But what’s truly disturbing is Ms D’Ambrosio’s bureaucrats blindly accepting the evidence of possum sightings by anti-logging community groups.

Department of Environment, Land, Water and Planning bureaucrats don’t even bother sending out a qualified ecologist to verify the sightings.

As long as activists supply a photo, date, time and GPS location it’s thumbs-up for a positive possum ID and thumbs down for the timber industry – all done via what DELWP calls a desktop verification process.

The losses to the timber industry and VicForests are enormous.

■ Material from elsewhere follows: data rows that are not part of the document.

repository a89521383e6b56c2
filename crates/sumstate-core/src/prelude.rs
pub use crate::async_data::{AsyncData, AsyncResult};
pub use crate::fetch::FetchFlags;
pub use crate::option::{OptionExt, from_nullable};
pub use crate::result::ResultExt;
pub use crate::store::{Request, Store, SubId};
pub use crate::tag::{CaseTable, Cases, MatchError, Tag, TagFamily, Tagged};
//! The presence family: std [`Option`] as a tagged, matchable container.
//!
//! `Option` already carries the algebra this crate relies on: `map` and
//! `and_then` short-circuit on `None`, so an absent value stays absent for
//! the rest of a pipeline. This module adds the pieces std leaves out: the
//! boundary normalizer, the exhaustive terminal fold, and family metadata
//! for the dynamic dispatch layer.

use crate::tag::{Tag, TagFamily, Tagged};

/// Family descriptor for [`Option`].
pub const OPTION: TagFamily = TagFamily::new("option", &["some", "none"]);

impl<T> Tagged for Option<T> {
    const FAMILY: TagFamily = OPTION;

    fn tag(&self) -> Tag {
        match self {
            Some(_) => "some",
            None => "none",
        }
    }
}

/// Normalizes an optional-ish value at an API edge.
///
/// Ambient "maybe absent" inputs (`T`, `Option<T>`) all funnel into a plain
/// `Option<T>` here, so downstream code matches one shape only.
///
/// ```rust
/// use sumstate_core::from_nullable;
///
/// assert_eq!(from_nullable(5).map(|n| n * 2), Some(10));
/// assert_eq!(from_nullable::<i32>(None::<i32>).map(|n| n * 2), None);
/// ```
pub fn from_nullable<T>(value: impl Into<Option<T>>) -> Option<T> {
    value.into()
}

/// Terminal match for [`Option`].
pub trait OptionExt<T> {
    /// Exhaustive two-handler match producing a plain value.
    fn fold<R>(self, on_some: impl FnOnce(T) -> R, on_none: impl FnOnce() -> R) -> R;
}

impl<T> OptionExt<T> for Option<T> {
    fn fold<R>(self, on_some: impl FnOnce(T) -> R, on_none: impl FnOnce() -> R) -> R {
        match self {
            Some(value) => on_some(value),
            None => on_none(),
        }
    }
}
#[cfg(test)]
mod tests {
    use std::cell::RefCell;
    use std::rc::Rc;

    use crate::prelude::*;
    use crate::tag::{family, register_family};

    // -- dynamic case tables ------------------------------------------------

    #[test]
    fn case_table_dispatches_by_tag() {
        let render: CaseTable<AsyncData<u32>, &'static str> = Cases::new()
            .on("not_asked", |_| "idle")
            .on("loading", |_| "spinner")
            .on("done", |_| "value")
            .build()
            .unwrap();

        assert_eq!(render.apply(&AsyncData::NotAsked).unwrap(), "idle");
        assert_eq!(render.apply(&AsyncData::Loading).unwrap(), "spinner");
        assert_eq!(render.apply(&AsyncData::Done(3)).unwrap(), "value");
    }

    #[test]
    fn missing_handler_fails_at_build() {
        let err = Cases::<AsyncData<u32>, &'static str>::new()
            .on("not_asked", |_| "idle")
            .on("loading", |_| "spinner")
            .build()
            .unwrap_err();
        assert_eq!(
            err,
            MatchError::MissingHandler {
                family: "async_data",
                missing: "done",
            }
        );
    }

    #[test]
    fn foreign_handler_fails_at_build() {
        let err = Cases::<Option<u32>, ()>::new()
            .on("some", |_| ())
            .on("none", |_| ())
            .on("perhaps", |_| ())
            .build()
            .unwrap_err();
        assert_eq!(
            err,
            MatchError::ForeignHandler {
                family: "option",
                tag: "perhaps",
            }
        );
    }

    #[test]
    fn duplicate_handler_fails_at_build() {
        let err = Cases::<Option<u32>, ()>::new()
            .on("some", |_| ())
            .on("some", |_| ())
            .on("none", |_| ())
            .build()
            .unwrap_err();
        assert_eq!(
            err,
            MatchError::DuplicateHandler {
                family: "option",
                tag: "some",
            }
        );
    }

    struct Rogue;

    impl Tagged for Rogue {
        const FAMILY: TagFamily = TagFamily::new("rogue", &["real"]);

        fn tag(&self) -> Tag {
            "impostor"
        }
    }

    #[test]
    fn unknown_runtime_tag_is_reported_not_swallowed() {
        let table: CaseTable<Rogue, ()> = Cases::new().on("real", |_| ()).build().unwrap();
        assert_eq!(
            table.apply(&Rogue).unwrap_err(),
            MatchError::UnknownTag {
                family: "rogue",
                tag: "impostor",
            }
        );
    }

    #[test]
    fn family_name_collision_is_detected() {
        register_family(TagFamily::new("clash", &["a", "b"])).unwrap();
        let err = register_family(TagFamily::new("clash", &["a"])).unwrap_err();
        assert_eq!(err, MatchError::FamilyMismatch { family: "clash" });
        // identical re-registration is fine
        register_family(TagFamily::new("clash", &["a", "b"])).unwrap();
    }

    #[test]
    fn building_a_table_registers_the_family() {
        let _table: CaseTable<AsyncData<u32>, ()> = Cases::new()
            .on("not_asked", |_| ())
            .on("loading", |_| ())
            .on("done", |_| ())
            .build()
            .unwrap();
        assert_eq!(family("async_data").unwrap(), crate::async_data::ASYNC_DATA);
    }

    // -- option -------------------------------------------------------------

    #[test]
    fn absent_pipelines_short_circuit() {
        let calls = Rc::new(RefCell::new(0));
        let seen = calls.clone();
        let out = from_nullable::<i32>(None::<i32>).map(|n| {
            *seen.borrow_mut() += 1;
            n * 2
        });
        assert_eq!(out, None);
        assert_eq!(*calls.borrow(), 0);
    }

    #[test]
    fn present_values_map_through() {
        assert_eq!(from_nullable(5).map(|n| n * 2), Some(10));
    }

    #[test]
    fn option_fold_is_terminal() {
        assert_eq!(Some(3).fold(|n| n * 10, || -1), 30);
        assert_eq!(None::<i32>.fold(|n| n * 10, || -1), -1);
    }

    // -- result -------------------------------------------------------------

    fn parse(input: &str) -> Result<i64, &'static str> {
        input.trim().parse::<i64>().map_err(|_| "not a number")
    }

    fn ensure_even(n: i64) -> Result<i64, &'static str> {
        if n % 2 == 0 { Ok(n) } else { Err("not even") }
    }

    #[test]
    fn fallible_pipeline_resolves_each_input() {
        let run = |input: &str| parse(input).and_then(ensure_even).map(|n| n / 2);
        assert_eq!(run("8"), Ok(4));
        assert_eq!(run("7"), Err("not even"));
        assert_eq!(run("x"), Err("not a number"));
    }

    #[test]
    fn first_error_propagates_untouched() {
        let original = Rc::new("boom".to_string());
        let calls = Rc::new(RefCell::new(0));
        let (c1, c2) = (calls.clone(), calls.clone());

        let out: Result<i32, Rc<String>> = Err::<i32, _>(original.clone())
            .and_then(|n| {
                *c1.borrow_mut() += 1;
                Ok(n + 1)
            })
            .map(|n| {
                *c2.borrow_mut() += 1;
                n * 2
            });

        match out {
            // the very same allocation, not an equal-looking copy
            Err(error) => assert!(Rc::ptr_eq(&error, &original)),
            Ok(_) => panic!("error vanished"),
        }
        assert_eq!(*calls.borrow(), 0);
    }

    #[test]
    fn success_chains_without_double_wrapping() {
        assert_eq!(Ok::<i64, &'static str>(8).and_then(ensure_even), ensure_even(8));
    }

    #[test]
    fn result_fold_is_terminal() {
        let render = |r: Result<i32, &str>| r.fold(|n| format!("{n}"), |e| format!("error: {e}"));
        assert_eq!(render(Ok(4)), "4");
        assert_eq!(render(Err("nope")), "error: nope");
    }

    // -- async data ---------------------------------------------------------

    #[test]
    fn map_applies_only_when_done() {
        let calls = Rc::new(RefCell::new(0));
        let count = |calls: &Rc<RefCell<i32>>| {
            let calls = calls.clone();
            move |n: i32| {
                *calls.borrow_mut() += 1;
                n + 1
            }
        };

        assert_eq!(AsyncData::NotAsked.map(count(&calls)), AsyncData::NotAsked);
        assert_eq!(AsyncData::Loading.map(count(&calls)), AsyncData::Loading);
        assert_eq!(*calls.borrow(), 0);

        assert_eq!(AsyncData::Done(1).map(count(&calls)), AsyncData::Done(2));
        assert_eq!(*calls.borrow(), 1);
    }

    #[test]
    fn and_then_chains_request_states() {
        let refetch = |n: i32| {
            if n % 2 == 0 {
                AsyncData::Done(n / 2)
            } else {
                AsyncData::Loading
            }
        };
        assert_eq!(AsyncData::Done(8).and_then(refetch), AsyncData::Done(4));
        assert_eq!(AsyncData::Done(7).and_then(refetch), AsyncData::Loading);
        assert_eq!(AsyncData::NotAsked.and_then(refetch), AsyncData::NotAsked);
    }

    #[test]
    fn option_converts_into_async_data() {
        assert_eq!(AsyncData::from(Some(3)), AsyncData::Done(3));
        assert_eq!(AsyncData::from(None::<i32>), AsyncData::NotAsked);
    }

    #[test]
    fn exactly_four_request_states_exist() {
        let states: [AsyncResult<i32, &'static str>; 4] = [
            AsyncData::NotAsked,
            AsyncData::Loading,
            AsyncData::Done(Ok(1)),
            AsyncData::Done(Err("boom")),
        ];
        for (i, a) in states.iter().enumerate() {
            for b in &states[i + 1..] {
                assert_ne!(a, b);
            }
        }
        let tags: Vec<Tag> = states.iter().map(|s| s.tag()).collect();
        assert_eq!(tags, vec!["not_asked", "loading", "done", "done"]);
    }

    #[test]
    fn nested_combinators_reach_through_the_pair() {
        let settled: AsyncResult<i32, String> = AsyncData::Done(Ok(21));
        assert_eq!(settled.map_ok(|n| n * 2), AsyncData::Done(Ok(42)));

        let failed: AsyncResult<i32, String> = AsyncData::Done(Err("low".into()));
        assert_eq!(
            failed.map_err(|e| format!("{e}!")),
            AsyncData::Done(Err("low!".into()))
        );

        let loading: AsyncResult<i32, String> = AsyncData::Loading;
        assert_eq!(loading.map_ok(|n| n * 2), AsyncData::Loading);

        let checked = AsyncData::Done(Ok(7)).and_then_ok(|n: i32| {
            if n % 2 == 0 {
                Ok(n)
            } else {
                Err("odd".to_string())
            }
        });
        assert_eq!(checked, AsyncData::Done(Err("odd".to_string())));
    }

    #[test]
    fn resolve_collapses_to_a_display_value() {
        let render = |state: AsyncResult<u32, &'static str>| {
            state.resolve(
                || "—".to_string(),
                || "loading…".to_string(),
                |n| format!("{n} items"),
                |e| format!("failed: {e}"),
            )
        };
        assert_eq!(render(AsyncData::NotAsked), "—");
        assert_eq!(render(AsyncData::Loading), "loading…");
        assert_eq!(render(AsyncData::Done(Ok(3))), "3 items");
        assert_eq!(render(AsyncData::Done(Err("offline"))), "failed: offline");
    }

    // -- fetch boundary -----------------------------------------------------

    #[test]
    fn flag_product_collapses_deterministically() {
        let run = |data: Option<i32>, error: Option<&'static str>, is_loading: bool| {
            FetchFlags {
                data,
                error,
                is_loading,
            }
            .into_async()
        };

        // data > error > loading > none, over all eight combinations
        assert_eq!(run(Some(1), Some("e"), true), AsyncData::Done(Ok(1)));
        assert_eq!(run(Some(1), Some("e"), false), AsyncData::Done(Ok(1)));
        assert_eq!(run(Some(1), None, true), AsyncData::Done(Ok(1)));
        assert_eq!(run(Some(1), None, false), AsyncData::Done(Ok(1)));
        assert_eq!(run(None, Some("e"), true), AsyncData::Done(Err("e")));
        assert_eq!(run(None, Some("e"), false), AsyncData::Done(Err("e")));
        assert_eq!(run(None, None, true), AsyncData::Loading);
        assert_eq!(run(None, None, false), AsyncData::NotAsked);
    }

    // -- store & request ----------------------------------------------------

    #[test]
    fn store_notifies_subscribers_until_unsubscribed() {
        let store = Store::new(0);
        let seen = Rc::new(RefCell::new(Vec::new()));
        let sink = seen.clone();
        let sub = store.subscribe(move |v: &i32| sink.borrow_mut().push(*v));

        store.set(1);
        store.update(|v| *v += 1);
        assert!(store.unsubscribe(sub));
        store.set(9);

        assert_eq!(*seen.borrow(), vec![1, 2]);
        assert_eq!(store.get(), 9);
        assert!(!store.unsubscribe(sub));
    }

    #[test]
    fn request_walks_the_expected_sequence() {
        let req = Request::<i32, &'static str>::new();
        let seen: Rc<RefCell<Vec<Tag>>> = Rc::new(RefCell::new(Vec::new()));
        let sink = seen.clone();
        req.store().subscribe(move |s| sink.borrow_mut().push(s.tag()));

        assert!(req.state().is_not_asked());
        req.begin();
        assert!(req.state().is_loading());
        req.finish(Ok(7));
        assert_eq!(req.state().ok(), Some(7));
        req.reset();

        assert_eq!(*seen.borrow(), vec!["loading", "done", "not_asked"]);
    }

    // -- wire shape ---------------------------------------------------------

    #[cfg(feature = "serde")]
    mod wire {
        use serde_json::json;

        use crate::prelude::*;

        #[test]
        fn async_data_uses_the_tagged_wire_shape() {
            assert_eq!(
                serde_json::to_value(AsyncData::Done(3)).unwrap(),
                json!({"state": "done", "value": 3})
            );
            assert_eq!(
                serde_json::to_value(AsyncData::<i32>::Loading).unwrap(),
                json!({"state": "loading"})
            );
            assert_eq!(
                serde_json::to_value(AsyncData::<i32>::NotAsked).unwrap(),
                json!({"state": "not_asked"})
            );
        }

        #[test]
        fn async_data_round_trips() {
            for state in [AsyncData::NotAsked, AsyncData::Loading, AsyncData::Done(5i32)] {
                let wire = serde_json::to_string(&state).unwrap();
                let back: AsyncData<i32> = serde_json::from_str(&wire).unwrap();
                assert_eq!(back, state);
            }
        }

        #[test]
        fn fetch_flags_accept_sparse_camel_case_payloads() {
            let flags: FetchFlags<i32, String> =
                serde_json::from_value(json!({"data": 5, "isLoading": true})).unwrap();
            assert_eq!(flags.into_async(), AsyncData::Done(Ok(5)));
        }
    }
}
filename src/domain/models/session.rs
#[cfg(test)]
#[path = "session_test.rs"]
mod tests;

use super::Analysis;
use super::Message;
use super::Reply;
use super::Role;

pub const WELCOME_MESSAGE: &str = "Welcome! I am your AI Career Strategist. Tell me: What are you currently doing, and what is your biggest career frustration or dream?";

/// In-memory state for one user's conversation. Nothing here is ever written
/// to disk.
pub struct Session {
    pub messages: Vec<Message>,
    pub analysis: Analysis,
    credential: String,
}

impl Session {
    pub fn new(credential: &str) -> Session {
        return Session {
            messages: vec![Session::welcome()],
            analysis: Analysis::default(),
            credential: credential.trim().to_string(),
        };
    }

    pub fn welcome() -> Message {
        return Message::new(Role::Assistant, WELCOME_MESSAGE);
    }

    pub fn credential(&self) -> &str {
        return &self.credential;
    }

    pub fn has_credential(&self) -> bool {
        return !self.credential.is_empty();
    }

    pub fn set_credential(&mut self, credential: &str) {
        self.credential = credential.trim().to_string();
    }

    pub fn push_user_message(&mut self, text: &str) {
        self.messages.push(Message::new(Role::User, text));
    }

    /// Stores the conversational part of the reply, and swaps in the new
    /// analysis only when the payload decoded.
    pub fn apply_reply(&mut self, reply: Reply) {
        self.messages
            .push(Message::new(Role::Assistant, reply.conversation()));

        if let Reply::Structured { analysis, .. } = reply {
            self.analysis = analysis;
        }
    }

    /// Drops everything but the welcome message. The dashboard keeps its last
    /// analysis.
    pub fn clear_history(&mut self) {
        self.messages.truncate(1);
        if self.messages.is_empty() {
            self.messages.push(Session::welcome());
        }
    }
}
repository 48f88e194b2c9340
#![deny(clippy::implicit_return)]
#![allow(clippy::needless_return)]

use anyhow::Result;
use vergen::EmitBuilder;

fn main() -> Result<()> {
    EmitBuilder::builder().all_build().all_git().emit()?;

    return Ok(());
}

When DELWP reports a sighting to VicForests it must create a 200-metre logging exclusion zone around a possum colony that only activists have seen. The “community” group sightings are often found on the entry point to a coupe or near landing points, which makes harvesting unviable once the 12.6ha possum exclusion zone is excised from the site.

Morwell’s ANC Forestry group wasted $15,000 on preparing a landing at a coupe it was about to harvest last month, which protesters successfully sabotaged by miraculously finding a possum colony the night before harvesting was to begin.

Who knows how much more was lost in planning, survey and mapping work conducted by VicForests and survey teams of qualified ecologists, who had already checked ANC’s coupes and 80 per cent of all other coupes to be logged this year.

But the greatest cost is the loss of a community, as hundreds of Central Highlands families look past the tall timber they’ve harvested for generations and wonder what next.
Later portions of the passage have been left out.